=== Action item ===
The records that follow must be repeated exactly, line by line.

==== Available records ====

//! Authenticator (spec §4.6): reads a token from message metadata, validates it, and
//! enriches metadata with stringified claims under a configurable prefix.

use crate::error::RunnerError;
use crate::jwt::validator::Validator;
use crate::message::Message;
use serde_json::Value;

const COMPONENT: &str = "jwt.authenticator";

#[derive(Debug, Clone)]
pub struct AuthenticatorConfig {
    pub token_metadata_key: String,
    pub claim_prefix: String,
}

pub struct Authenticator {
    config: AuthenticatorConfig,
    validator: Validator,
}

/// Stringify a claim value per the rendering table in spec §4.6. Objects are skipped
/// (return `None`); arrays flatten nested arrays and comma-join the stringified elements.
fn stringify_claim(value: &Value) -> Option<String> {
    match value {
        Value::String(s) => Some(s.clone()),
        Value::Number(n) => Some(n.to_string()),
        Value::Bool(b) => Some(b.to_string()),
        Value::Array(items) => {
            let parts: Vec<String> = items.iter().filter_map(stringify_claim).collect();
            Some(parts.join(","))
        }
        Value::Object(_) => None,
        Value::Null => None,
    }
}

impl Authenticator {
    pub fn new(config: AuthenticatorConfig, validator: Validator) -> Self {
        Authenticator { config, validator }
    }

    /// Stop the underlying JWKS background refresher. Idempotent.
    pub fn close(&self) {
        self.validator.close();
    }

    /// Validate the token found at `metadata[tokenMetadataKey]` and enrich `msg.metadata`
    /// in place. Returns the validator's error (if any) so callers can decide whether to
    /// propagate it (JWT Runner's `failOnError`).
    pub fn authenticate(&self, msg: &mut Message) -> Result<(), RunnerError> {
        let prefix = &self.config.claim_prefix;
        let token = match msg.metadata.get(&self.config.token_metadata_key) {
            Some(t) => t.clone(),
            None => {
                let err = RunnerError::auth_failed(COMPONENT, "token metadata key not present");
                msg.metadata.insert(format!("{prefix}verified"), "false".to_string());
                msg.metadata.insert(format!("{prefix}error"), err.message.clone());
                return Err(err);
            }
        };

        match self.validator.validate(&token) {
            Ok(claims) => {
                msg.metadata.insert(format!("{prefix}verified"), "true".to_string());
                if let Value::Object(map) = &claims {
                    for (name, value) in map {
                        if let Some(rendered) = stringify_claim(value) {
                            msg.metadata.insert(format!("{prefix}{name}"), rendered);
                        }
                    }
                }
                Ok(())
            }
            Err(e) => {
                msg.metadata.insert(format!("{prefix}verified"), "false".to_string());
                msg.metadata.insert(format!("{prefix}error"), e.message.clone());
                Err(e)
            }
        }
    }
}

#[cfg(test)]
mod tests {
    use super::stringify_claim;
    use serde_json::json;

    #[test]
    fn arrays_comma_join_and_flatten() {
        assert_eq!(
            stringify_claim(&json!(["admin", "user", "developer"])).unwrap(),
            "admin,user,developer"
        );
        assert_eq!(stringify_claim(&json!([["a", "b"], "c"])).unwrap(), "a,b,c");
    }

    #[test]
    fn objects_are_skipped() {
        assert_eq!(stringify_claim(&json!({"a": 1})), None);
    }

    #[test]
    fn booleans_render_as_true_false() {
        assert_eq!(stringify_claim(&json!(true)).unwrap(), "true");
    }
}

====

=== Solution ===
//! Authenticator (spec §4.6): reads a token from message metadata, validates it, and
//! enriches metadata with stringified claims under a configurable prefix.

use crate::error::RunnerError;
use crate::jwt::validator::Validator;
use crate::message::Message;
use serde_json::Value;

const COMPONENT: &str = "jwt.authenticator";

#[derive(Debug, Clone)]
pub struct AuthenticatorConfig {
    pub token_metadata_key: String,
    pub claim_prefix: String,
}

pub struct Authenticator {
    config: AuthenticatorConfig,
    validator: Validator,
}

/// Stringify a claim value per the rendering table in spec §4.6. Objects are skipped
/// (return `None`); arrays flatten nested arrays and comma-join the stringified elements.
fn stringify_claim(value: &Value) -> Option<String> {
    match value {
        Value::String(s) => Some(s.clone()),
        Value::Number(n) => Some(n.to_string()),
        Value::Bool(b) => Some(b.to_string()),
        Value::Array(items) => {
            let parts: Vec<String> = items.iter().filter_map(stringify_claim).collect();
            Some(parts.join(","))
        }
        Value::Object(_) => None,
        Value::Null => None,
    }
}

impl Authenticator {
    pub fn new(config: AuthenticatorConfig, validator: Validator) -> Self {
        Authenticator { config, validator }
    }

    /// Stop the underlying JWKS background refresher. Idempotent.
    pub fn close(&self) {
        self.validator.close();
    }

    /// Validate the token found at `metadata[tokenMetadataKey]` and enrich `msg.metadata`
    /// in place. Returns the validator's error (if any) so callers can decide whether to
    /// propagate it (JWT Runner's `failOnError`).
    pub fn authenticate(&self, msg: &mut Message) -> Result<(), RunnerError> {
        let prefix = &self.config.claim_prefix;
        let token = match msg.metadata.get(&self.config.token_metadata_key) {
            Some(t) => t.clone(),
            None => {
                let err = RunnerError::auth_failed(COMPONENT, "token metadata key not present");
                msg.metadata.insert(format!("{prefix}verified"), "false".to_string());
                msg.metadata.insert(format!("{prefix}error"), err.message.clone());
                return Err(err);
            }
        };

        match self.validator.validate(&token) {
            Ok(claims) => {
                msg.metadata.insert(format!("{prefix}verified"), "true".to_string());
                if let Value::Object(map) = &claims {
                    for (name, value) in map {
                        if let Some(rendered) = stringify_claim(value) {
                            msg.metadata.insert(format!("{prefix}{name}"), rendered);
                        }
                    }
                }
                Ok(())
            }
            Err(e) => {
                msg.metadata.insert(format!("{prefix}verified"), "false".to_string());
                msg.metadata.insert(format!("{prefix}error"), e.message.clone());
                Err(e)
            }
        }
    }
}

#[cfg(test)]
mod tests {
    use super::stringify_claim;
    use serde_json::json;

    #[test]
    fn arrays_comma_join_and_flatten() {
        assert_eq!(
            stringify_claim(&json!(["admin", "user", "developer"])).unwrap(),
            "admin,user,developer"
        );
        assert_eq!(stringify_claim(&json!([["a", "b"], "c"])).unwrap(), "a,b,c");
    }

    #[test]
    fn objects_are_skipped() {
        assert_eq!(stringify_claim(&json!({"a": 1})), None);
    }

    #[test]
    fn booleans_render_as_true_false() {
        assert_eq!(stringify_claim(&json!(true)).unwrap(), "true");
    }
}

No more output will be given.